Friday, February 02, 2007

A media noche y cerca de la madrugada

Esta oscuridad, a la que me he acostumbrado desde que el poste de luz de la calle de enfrente se descompuso, me dice que sigue siendo de noche. Talvez se acerque la madrugada o puede ser que haya soñado mucho en un lapso corto de tiempo.

Lo cierto es que no soporto el ruido que hacen las chicharras del monte que está justo detrás de mi ventana. La piel se me cae a pedazos por este maldito calor y mi lengua, tan seca como mi jardín, me reclama ir en busca de un vaso de agua.

De malhumor y abochornada, bajo de la cama apoyando los pies sobre el piso caliente. Comienzo a buscar las chanclas que compré la semana pasada en el centro, pero seguramente se fueron una vez más hacia debajo de la cama y me duele demasiado la espalda como para seguirlas buscando.

Bostezo y avanzo hasta la ventana. Al mismo tiempo me decepciona tremendamente ver que ya estaba abierta; hasta hoy me he dado cuenta de que da lo mismo, tenerla o no, llenando ese hueco en la pared.
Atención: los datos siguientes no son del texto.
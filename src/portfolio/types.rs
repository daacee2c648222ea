use indexmap::IndexMap;
use rust_decimal::Decimal;
use serde::{Deserialize, Serialize};
use std::fmt;

/// A color sampled from a holding's icon
#[derive(Debug, Clone, Copy, PartialEq, Eq, Hash, Serialize, Deserialize)]
pub struct LogoColor {
    pub r: u8,
    pub g: u8,
    pub b: u8,
}

impl LogoColor {
    pub const fn new(r: u8, g: u8, b: u8) -> Self {
        Self { r, g, b }
    }

    pub fn to_hex(self) -> String {
        format!("#{:02x}{:02x}{:02x}", self.r, self.g, self.b)
    }
}

impl fmt::Display for LogoColor {
    fn fmt(&self, f: &mut fmt::Formatter<'_>) -> fmt::Result {
        write!(f, "rgb({}, {}, {})", self.r, self.g, self.b)
    }
}

/// One line-item position of the fund
#[derive(Debug, Clone, Serialize, Deserialize)]
pub struct Holding {
    pub ticker: String,
    pub name: String,
    pub shares: u64,
    pub purchase_price: Option<Decimal>,
    pub current_price: Decimal,
    pub market_beta: Decimal,
    pub logo_color: Option<LogoColor>,
    pub is_cash: bool,
}

impl Holding {
    /// A security whose price and beta still have to be fetched
    pub fn security(ticker: &str, name: &str, shares: u64, purchase_price: Option<Decimal>) -> Self {
        Self {
            ticker: ticker.to_string(),
            name: name.to_string(),
            shares,
            purchase_price,
            current_price: Decimal::ZERO,
            market_beta: Decimal::ZERO,
            logo_color: None,
            is_cash: false,
        }
    }

    /// The cash line: one unit is worth one, and it carries no market risk
    pub fn cash(ticker: &str, name: &str, amount: u64) -> Self {
        Self {
            ticker: ticker.to_string(),
            name: name.to_string(),
            shares: amount,
            purchase_price: None,
            current_price: Decimal::ONE,
            market_beta: Decimal::ZERO,
            logo_color: None,
            is_cash: true,
        }
    }

    pub fn market_value(&self) -> Decimal {
        Decimal::from(self.shares) * self.current_price
    }

    pub fn apply_quote(&mut self, quote: &MarketQuote) {
        self.current_price = quote.price;
        self.market_beta = quote.beta;
        self.logo_color = quote.logo_color;
    }
}

/// Holdings keyed by ticker in file order, plus the fund's share count
#[derive(Debug, Clone, Serialize, Deserialize)]
pub struct Portfolio {
    pub holdings: IndexMap<String, Holding>,
    pub outstanding_shares: u64,
    pub cash_ticker: String,
}

impl Portfolio {
    pub fn cash(&self) -> Option<&Holding> {
        self.holdings.get(&self.cash_ticker)
    }

    /// Tickers that need market data, in file order
    pub fn securities(&self) -> impl Iterator<Item = &Holding> {
        self.holdings.values().filter(|h| !h.is_cash)
    }

    pub fn total_market_value(&self) -> Decimal {
        self.holdings.values().map(Holding::market_value).sum()
    }

    /// Copy fetched quotes onto the matching holdings
    pub fn apply_quotes(&mut self, quotes: &IndexMap<String, MarketQuote>) {
        for (ticker, quote) in quotes {
            if let Some(holding) = self.holdings.get_mut(ticker) {
                if !holding.is_cash {
                    holding.apply_quote(quote);
                }
            }
        }
    }
}

/// Where a holding's beta came from
#[derive(Debug, Clone, Copy, PartialEq, Eq, Serialize, Deserialize)]
pub enum BetaSource {
    Scraped,
    Override,
    Default,
}

/// Market data fetched for one security
#[derive(Debug, Clone, PartialEq, Serialize, Deserialize)]
pub struct MarketQuote {
    pub price: Decimal,
    pub beta: Decimal,
    pub beta_source: BetaSource,
    pub logo_color: Option<LogoColor>,
}

/// Per-holding figures derived for display
#[derive(Debug, Clone, Serialize, Deserialize)]
pub struct HoldingRow {
    pub ticker: String,
    pub name: String,
    pub shares: u64,
    pub market_value: Decimal,
    /// Share of AUM, 0-100, unrounded
    pub weight_percent: Decimal,
    /// Fractional return since purchase; `None` for cash or without a purchase price
    pub price_return: Option<Decimal>,
    pub market_beta: Decimal,
    pub logo_color: Option<LogoColor>,
    pub is_cash: bool,
}

/// Aggregate fund statistics, derived fresh on every build
#[derive(Debug, Clone, Serialize, Deserialize)]
pub struct FundSummary {
    pub outstanding_shares: u64,
    pub aum: Decimal,
    pub nav: Decimal,
    pub weighted_beta: Decimal,
    pub stock_weight: Decimal,
    pub cash_weight: Decimal,
    pub holdings_count: usize,
    /// Cash pinned last, everything else in load order
    pub rows: Vec<HoldingRow>,
}
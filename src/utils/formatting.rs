/// Utility functions for formatting display values
use chrono::{Datelike, NaiveDate};
use rust_decimal::{Decimal, RoundingStrategy};
use std::borrow::Cow;

/// Round half away from zero, the way the page has always displayed numbers
pub fn round_display(value: Decimal, dp: u32) -> Decimal {
    let rounded = value.round_dp_with_strategy(dp, RoundingStrategy::MidpointAwayFromZero);
    if rounded.is_zero() {
        // no "-0.00"
        Decimal::ZERO
    } else {
        rounded
    }
}

/// Format a value with exactly `dp` decimal places
pub fn format_fixed(value: Decimal, dp: u32) -> String {
    format!("{:.*}", dp as usize, round_display(value, dp))
}

/// Format an amount with thousands separators and at most `max_dp` decimals.
/// Trailing fractional zeros are dropped.
pub fn format_grouped(value: Decimal, max_dp: u32) -> String {
    let rounded = round_display(value, max_dp).normalize();
    let text = rounded.abs().to_string();
    let (int_part, frac_part) = match text.split_once('.') {
        Some((i, f)) => (i, Some(f)),
        None => (text.as_str(), None),
    };

    let mut out = String::with_capacity(text.len() + text.len() / 3 + 1);
    if rounded.is_sign_negative() && !rounded.is_zero() {
        out.push('-');
    }
    out.push_str(&group_digits(int_part));
    if let Some(frac) = frac_part {
        out.push('.');
        out.push_str(frac);
    }
    out
}

/// Format a whole number with thousands separators
pub fn format_count(value: u64) -> String {
    group_digits(&value.to_string())
}

fn group_digits(digits: &str) -> String {
    let len = digits.len();
    let mut out = String::with_capacity(len + len / 3);
    for (i, ch) in digits.chars().enumerate() {
        if i > 0 && (len - i) % 3 == 0 {
            out.push(',');
        }
        out.push(ch);
    }
    out
}

/// Format percentage for display
pub fn format_percentage(pct: Decimal) -> String {
    let rounded = round_display(pct, 2);
    if rounded > Decimal::ZERO {
        format!("+{:.2}%", rounded)
    } else {
        format!("{:.2}%", rounded)
    }
}

/// `2026년 10월 17일`
pub fn format_korean_date(date: NaiveDate) -> String {
    format!("{}년 {}월 {}일", date.year(), date.month(), date.day())
}

/// Escape text for use inside HTML element content or attribute values
pub fn escape_html(input: &str) -> Cow<'_, str> {
    if !input.contains(['&', '<', '>', '"', '\'']) {
        return Cow::Borrowed(input);
    }

    let mut out = String::with_capacity(input.len() + 8);
    for ch in input.chars() {
        match ch {
            '&' => out.push_str("&amp;"),
            '<' => out.push_str("&lt;"),
            '>' => out.push_str("&gt;"),
            '"' => out.push_str("&quot;"),
            '\'' => out.push_str("&#39;"),
            _ => out.push(ch),
        }
    }
    Cow::Owned(out)
}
Camino hacia la puerta, froto mis ojos llorosos y logro abrirlos por completo. Aún así, no estoy dispuesta a exponerlos a la luz. Confío en los cuatro sentidos que me sobran y en mis escaleras sin azulejo ni barandal. Casi creo que tengo los escalones contados y medidos.

Llego a la planta baja. Conozco mis pies y los tabiques que detienen las puertas. Doy un paso tras otro, cada vez con menos cuidado, hasta llegar triunfante a la cocina, sin un solo golpe en los pulgares.

Bendito ventilador de techo, la mejor inversión de mi vida. No sé porque siempre condeno a mi cocina si en ella he encontrado también el enorme refrigerador, no tan reluciente como el del comercial, pero sí el mas hermoso oasis en este desierto que se llama Verano.

Abro la puerta, mi ropa de dormir se ilumina y percibo un vago olorcillo a queso. Verduras, jamón, leche y a un costado, la jarra transparente de dos litros, mi trofeo contenedor de agua fresca. Sin tiempo de elegir un vaso de la rústica vitrina de mi comedor, decido tomar de una vez el recipiente que se ofrece alegre a mis manos. Cumplo con el propósito de mi travesía nocturna y complazco a mi garganta.

Después de fallar mi intento de beber todo de un solo sorbo, me veo en la terrible obligación de tener que buscar el trapeador, pues pienso que, a mi edad, no podría soportar cualquier resbalón ni caída dolorosa. Acomodo el traste vacío dentro del desordenado fregadero y diviso la madeja de hilos que tanto aborrezco. Tomaría unos cuantos pasos llegar hasta la barra de madera, sin tomar en cuenta el esfuerzo que resultará secar el suelo. Enfrento las condiciones y finalmente decido hacerlo en otro momento.

Arrastro los pies y me deslizo lentamente hacia la planta alta. Dejo atrás el último escalón y comienzo a buscar a tientas la entrada al terrible infierno al que, en mala hora, asigné como mi habitación.

La sofocante corriente de calor denso y egoísta me obliga encontrar una función a las ventanas. Corro las cortinas buscando simpatizar con la brisa inexistente a la que nunca he llegado a acostumbrarme. Me acerco a la cama y tropiezo escandalosamente con las baratas, pero inútiles, chanclas de plástico que decidieron salir y acomodarse de ese lado de mi habitación.

Aletargada, apoyo mi cabeza sobre la almohada mal cocida que me hice el año pasado. Pateo mis sábanas hacia el suelo y extiendo los brazos y piernas. Deben faltar horas para que el despertador cumpla con su nefasta función o, al menos, eso me gusta creer.

El día amanecerá a veinticuatro grados centígrados y me levantaré a treinta y dos. Trapearé la cocina y moveré mi cama hasta allí, pues he descubierto las opciones de comodidad que ese lugar me ofrece. Aunque mi segunda opción resulta más convincente. Conseguiré otro refrigerador para acomodarlo dentro de mi habitación, no sé cómo he sobrevivido en Ciudad Victoria sin aire acondicionado.